Observation data Epoch J2000 Equinox ICRS
- Constellation: Aquarius
- Right ascension: 21^{h} 00^{m} 33.84082^{s}
- Declination: −04° 43′ 48.9421″
- Apparent magnitude (V): 6.216

Characteristics
- Spectral type: G1 V
- U−B color index: +0.22
- B−V color index: +0.63

Astrometry
- Radial velocity (R_{v}): −17.8±2 km/s
- Proper motion (μ): RA: 48.856 mas/yr Dec.: –137.781 mas/yr
- Parallax (π): 36.8541±0.0570 mas
- Distance: 88.5 ± 0.1 ly (27.13 ± 0.04 pc)
- Absolute magnitude (M_{V}): 4.10

Details
- Mass: 1.20±0.01 M_{☉}
- Radius: 1.30 R_{☉}
- Luminosity: 2.24 L_{☉}
- Surface gravity (log g): 4.32±0.02 cgs
- Temperature: 5,967±7 K
- Metallicity [Fe/H]: +0.273±0.006 dex
- Rotational velocity (v sin i): 5 km/s
- Age: 3.70+0.09 −0.14 Gyr
- Other designations: 11 Aqr, BD−05°5433, HD 199960, HIP 103682, HR 8041, SAO 145022

Database references
- SIMBAD: data

= 11 Aquarii =

Star in the constellation Aquarius

11 Aquarii is a sun-like star in the zodiac constellation of Aquarius, located 88.5 light years away from the Sun. 11 Aquarii is the Flamsteed designation. It is difficult to see with the naked eye, appearing as a dim, yellow-hued star with an apparent visual magnitude of 6.22. This body is moving closer to the Earth with a heliocentric radial velocity of −17.8 km/s, and is expected to come as close as 19.96 pc in 700,000 years.

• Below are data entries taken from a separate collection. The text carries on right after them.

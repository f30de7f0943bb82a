//! Common types and utilities shared across claimcheck crates.
//!
//! This crate holds the shared error type and the observability helpers used
//! by every binary and integration test in the workspace. It stays small so
//! that the transport, client, and UI crates can all depend on it freely.
//!
//! # Overview
//!
//! - [`observability`]: Centralised tracing/logging initialisation
//! - [`ClaimCheckError`] and [`Result`]: Shared error handling
//!
//! # Examples
//!
//! ```rust
//! use claimcheck_common::ClaimCheckError;
//!
//! let err = ClaimCheckError::Config("backend.base_url is empty".into());
//! assert_eq!(err.to_string(), "Configuration error: backend.base_url is empty");
//! ```

pub mod observability;

/// Error types used across the claimcheck workspace.
///
/// These cover invalid setup, caught before any check is issued. Outcomes of
/// a claim check (backend rejections, unreachable backend) are not errors at
/// this level; they settle into the session's `Failed` state instead.
#[derive(thiserror::Error, Debug)]
pub enum ClaimCheckError {
    /// Configuration was incomplete or invalid.
    #[error("Configuration error: {0}")]
    Config(String),
}

/// Convenient alias for results that use [`ClaimCheckError`].
pub type Result<T> = std::result::Result<T, ClaimCheckError>;
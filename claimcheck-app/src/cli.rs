use clap::Parser;
use claimcheck_config::{ClaimCheckConfig, ClaimCheckConfigLoader, ConfigError, default_config_paths};
use std::path::PathBuf;

#[derive(Parser, Debug)]
#[command(
    name = "claimcheck",
    version,
    about = "Check a claim against a misinformation-checking backend"
)]
pub struct Cli {
    /// YAML config file. Defaults to claimcheck.yaml in the working or user config dir.
    #[arg(long, value_name = "FILE")]
    pub config: Option<PathBuf>,

    /// Backend base URL, overriding the configured one.
    #[arg(long, value_name = "URL", env = "CLAIMCHECK_BACKEND")]
    pub backend: Option<String>,

    /// Request timeout in seconds.
    #[arg(long, value_name = "N")]
    pub timeout_secs: Option<u64>,

    /// Print the raw result JSON instead of the rendered text (one-shot only).
    #[arg(long)]
    pub json: bool,

    /// Claim to check once. Without it the interactive UI starts.
    #[arg(value_name = "CLAIM", trailing_var_arg = true)]
    pub claim: Vec<String>,
}

impl Cli {
    /// The one-shot claim, if any words were given.
    pub fn one_shot_claim(&self) -> Option<String> {
        if self.claim.is_empty() {
            None
        } else {
            Some(self.claim.join(" "))
        }
    }

    pub fn load_config(&self) -> Result<ClaimCheckConfig, ConfigError> {
        let loader = match &self.config {
            Some(path) => ClaimCheckConfigLoader::new().with_file(path),
            // Later sources win, so the working directory goes last.
            None => default_config_paths()
                .into_iter()
                .rev()
                .fold(ClaimCheckConfigLoader::new(), |l, p| l.with_optional_file(p)),
        };
        let mut cfg = loader.load()?;
        self.apply_overrides(&mut cfg);
        Ok(cfg)
    }

    pub fn apply_overrides(&self, cfg: &mut ClaimCheckConfig) {
        if let Some(url) = &self.backend {
            cfg.backend.base_url = url.clone();
        }
        if let Some(secs) = self.timeout_secs {
            cfg.backend.timeout_secs = secs;
        }
    }
}

#[cfg(test)]
mod tests {
    use super::*;

    #[test]
    fn claim_words_are_joined() {
        let cli = Cli::parse_from(["claimcheck", "The", "Earth", "is", "flat"]);
        assert_eq!(cli.one_shot_claim().as_deref(), Some("The Earth is flat"));

        let cli = Cli::parse_from(["claimcheck"]);
        assert!(cli.one_shot_claim().is_none());
    }

    #[test]
    fn flags_override_config() {
        let cli = Cli::parse_from([
            "claimcheck",
            "--backend",
            "http://checker.internal:8080",
            "--timeout-secs",
            "3",
            "--json",
            "claim",
        ]);
        assert!(cli.json);
        let mut cfg = ClaimCheckConfig::default();
        cli.apply_overrides(&mut cfg);
        assert_eq!(cfg.backend.base_url, "http://checker.internal:8080");
        assert_eq!(cfg.backend.timeout_secs, 3);
        assert_eq!(cfg.backend.check_path, "/check");
    }

    #[test]
    fn explicit_config_file_must_exist() {
        let cli = Cli::parse_from(["claimcheck", "--config", "/nonexistent/claimcheck.yaml"]);
        assert!(cli.load_config().is_err());
    }
}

It is a G-type main-sequence star with a stellar classification of G1 V. Compared to the Sun, this star has a higher abundance of elements more massive than helium. This indicates it belongs to a class of stars called metal-rich. The star is 3.7 billion years old, it has 1.20 times the mass and 1.30 times the radius of the Sun. It is radiating 2.24 times the luminosity of the Sun from its photosphere at an effective temperature of 5,944 K.